Thursday 29 October 2015

A Startling New Sound

I know this isn't supposed to be a blog about well-known classical music, but bear with me.

One of the most famous works of religious choral music from the Italian Renaissance is the penitential psalm Miserere as set to music by Gregorio Allegri.  Almost as famous as the music itself is the back story: how it was composed to be sung in the Sistine Chapel, how the papacy treasured it so dearly that no copies were allowed to be made, nor was it allowed to be sung anywhere else, and how Mozart heard it sung in the Sistine Chapel and copied it out from memory afterwards.

It's an undoubted masterpiece, with a small echo quartet alternating with the main body of singers, and with the echo soprano repeatedly singing a refrain that includes a soaring high C.  Indeed, you will seldom read a review of a recording which doesn't discuss the soprano's ability to nail that high C over and over again.

So why am I writing about it on my rare music blog?  I've just acquired a copy of a truly historic recording which is also a brand-new release.  For the first time ever, the Holy See has permitted a recording company to record the Sistine Chapel choir in the chapel itself, and singing a repertoire of music composed for the choir through several centuries.  Unsurprisingly, such a recording inevitably includes Allegri's Miserere -- but not the Miserere as we have known it.  The recorded performance works from the manuscript in the Vatican library, and the music comes out sounding like a distant cousin of the version we have always heard until now.

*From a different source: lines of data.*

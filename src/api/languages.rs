use axum::extract::rejection::JsonRejection;
use axum::extract::{Path, State};
use axum::http::StatusCode;
use axum::Json;

use crate::api::errors::bad_json;
use crate::db::models::{
    CreateLanguageRequest, LanguageEntry, MessageResponse, UpdateLanguageRequest,
};
use crate::db::repository::LanguageRepository;
use crate::error::AppError;
use crate::state::AppState;

/// Validate and store a new language entry.
pub async fn create_language(
    repo: &dyn LanguageRepository,
    request: CreateLanguageRequest,
) -> Result<LanguageEntry, AppError> {
    let name = request
        .name
        .as_deref()
        .map(LanguageEntry::normalize_name)
        .filter(|n| !n.is_empty());

    let mut missing = Vec::new();
    if name.is_none() {
        missing.push("name");
    }
    if request.documentation.is_none() {
        missing.push("documentation");
    }

    let (Some(name), Some(documentation)) = (name, request.documentation) else {
        return Err(AppError::missing_fields(&missing));
    };

    let entry = LanguageEntry {
        name,
        documentation,
        commands: request.commands,
    };
    repo.create(entry.clone()).await?;
    tracing::info!(language = %entry.name, "language created");

    Ok(entry)
}

/// Apply a partial update to an existing language entry.
pub async fn update_language(
    repo: &dyn LanguageRepository,
    name: &str,
    request: UpdateLanguageRequest,
) -> Result<LanguageEntry, AppError> {
    if request.documentation.is_none() && request.commands.is_none() {
        return Err(AppError::BadRequest(
            "At least one of the following fields is required: documentation, commands".into(),
        ));
    }

    let name = LanguageEntry::normalize_name(name);
    let mut entry = repo
        .get(&name)
        .await?
        .ok_or_else(|| AppError::NotFound(format!("Language '{}' not found", name)))?;

    if let Some(documentation) = request.documentation {
        entry.documentation = documentation;
    }
    if let Some(commands) = request.commands {
        entry.commands = commands;
    }

    repo.update(entry.clone()).await?;
    tracing::info!(language = %entry.name, "language updated");

    Ok(entry)
}

pub async fn get_language(repo: &dyn LanguageRepository, name: &str) -> Result<LanguageEntry, AppError> {
    let name = LanguageEntry::normalize_name(name);
    repo.get(&name)
        .await?
        .ok_or_else(|| AppError::NotFound(format!("Language '{}' not found", name)))
}

pub async fn delete_language(
    repo: &dyn LanguageRepository,
    name: &str,
) -> Result<MessageResponse, AppError> {
    let name = LanguageEntry::normalize_name(name);
    repo.delete(&name).await?;
    tracing::info!(language = %name, "language deleted");

    Ok(MessageResponse {
        message: format!("Language '{}' deleted", name),
    })
}

/// `GET /api/languages`
pub async fn list_languages_handler(
    State(state): State<AppState>,
) -> Result<Json<Vec<LanguageEntry>>, AppError> {
    Ok(Json(state.language_repo.list().await?))
}

/// `POST /api/languages`
pub async fn create_language_handler(
    State(state): State<AppState>,
    payload: Result<Json<CreateLanguageRequest>, JsonRejection>,
) -> Result<(StatusCode, Json<LanguageEntry>), AppError> {
    let Json(request) = payload.map_err(bad_json)?;
    let entry = create_language(state.language_repo.as_ref(), request).await?;
    Ok((StatusCode::CREATED, Json(entry)))
}

/// `GET /api/languages/{name}`
pub async fn get_language_handler(
    State(state): State<AppState>,
    Path(name): Path<String>,
) -> Result<Json<LanguageEntry>, AppError> {
    Ok(Json(get_language(state.language_repo.as_ref(), &name).await?))
}

/// `PUT /api/languages/{name}`
pub async fn update_language_handler(
    State(state): State<AppState>,
    Path(name): Path<String>,
    payload: Result<Json<UpdateLanguageRequest>, JsonRejection>,
) -> Result<Json<LanguageEntry>, AppError> {
    let Json(request) = payload.map_err(bad_json)?;
    Ok(Json(
        update_language(state.language_repo.as_ref(), &name, request).await?,
    ))
}

/// `DELETE /api/languages/{name}`
pub async fn delete_language_handler(
    State(state): State<AppState>,
    Path(name): Path<String>,
) -> Result<Json<MessageResponse>, AppError> {
    Ok(Json(
        delete_language(state.language_repo.as_ref(), &name).await?,
    ))
}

I've listened to it several times already, and it's fascinating to hear the differences -- there are many -- and the relatively few moments when something familiar comes to the ear for a few seconds.  The basic structure is similar, a verse and response form, with verse separated from response by two brief phrases of Gregorian chant each time.  Each reiteration of the verse uses the same basic chord structure with the choir chanting the text on the same chords -- likewise the echo responses.  What's startling is the fact that the verse and response do not at all resemble the music we have heard until now.  There's a good deal more melodic and harmonic movement than we're accustomed to, and there's no soaring high C anywhere. 

This fascinating new "original" version is an equally treasurable musical composition but definitely not the piece we've always heard and sung until now!

We do know that the first version to "escape" from the Vatican, years before Mozart's time, was a conflation of Allegri's work with verses by Tommaso Bai.  Other versions also circulated before the ban was finally lifted.  But the boy Mozart's achievement was no less remarkable for that, and we know that the Pope rewarded him with a papal knighthood for his musical skill.  The first edition published from within the Vatican, in 1841, included notes on the ornamentation practices then current in the Papal Choir, which may actually have been the real secret that was so jealously guarded for so long!  At any rate, the Allegri Miserere hitherto known has been effectively the combination of Allegri with Bai.  Hence the fascination of being able to hear, for the first time, the original composer's own handiwork. 

Aside from the Allegri, the remainder of the music on the recording is truly lovely.  It includes several selections of Gregorian chant, as well as choral compositions by Victoria, Lassus, Anerio, and above all, Palestrina.  The choir, as one would expect of the "house choir" of the Papacy, is first-rate.  It's a larger body than we usually hear in this repertoire nowadays.  A picture in the booklet shows a group of some sixty boys and men, although smaller numbers may have been used in some works.  Director Massimo Palombella has provided a detailed program note in which he describes the changes which have been made in the performing style to keep this music as a living tradition -- a most laudable objective.

Scarcely less fascinating than the singing is the rich, resonant acoustic of the Sistine Chapel itself.  As soon as the choir sang the opening notes of the first piece, I was transported back in time to 1971, the year when this eager young high school history student set foot in that remarkable place for the first time.  How clearly I can recall the echoes of the hundreds of visitors' voices all around me!  Although I can easily recall the visual impact of the famous frescoes, I had forgotten that auditory detail until this beautiful and remarkable recording so quickly refreshed my memory!  The accompanying booklet specifies one particular detail of the Chapel's role in the enterprise: it states that the Miserere attempts to reconstruct the original sound of the work by having the echo group singing through from the adjacent Sala Regia.  And indeed, the echo group is sufficiently distant that you have to listen carefully for their clearly enunciated words.

This DGG recording is a landmark that should be on the shopping list of anyone who enjoys the unaccompanied choral masterpieces of the Renaissance.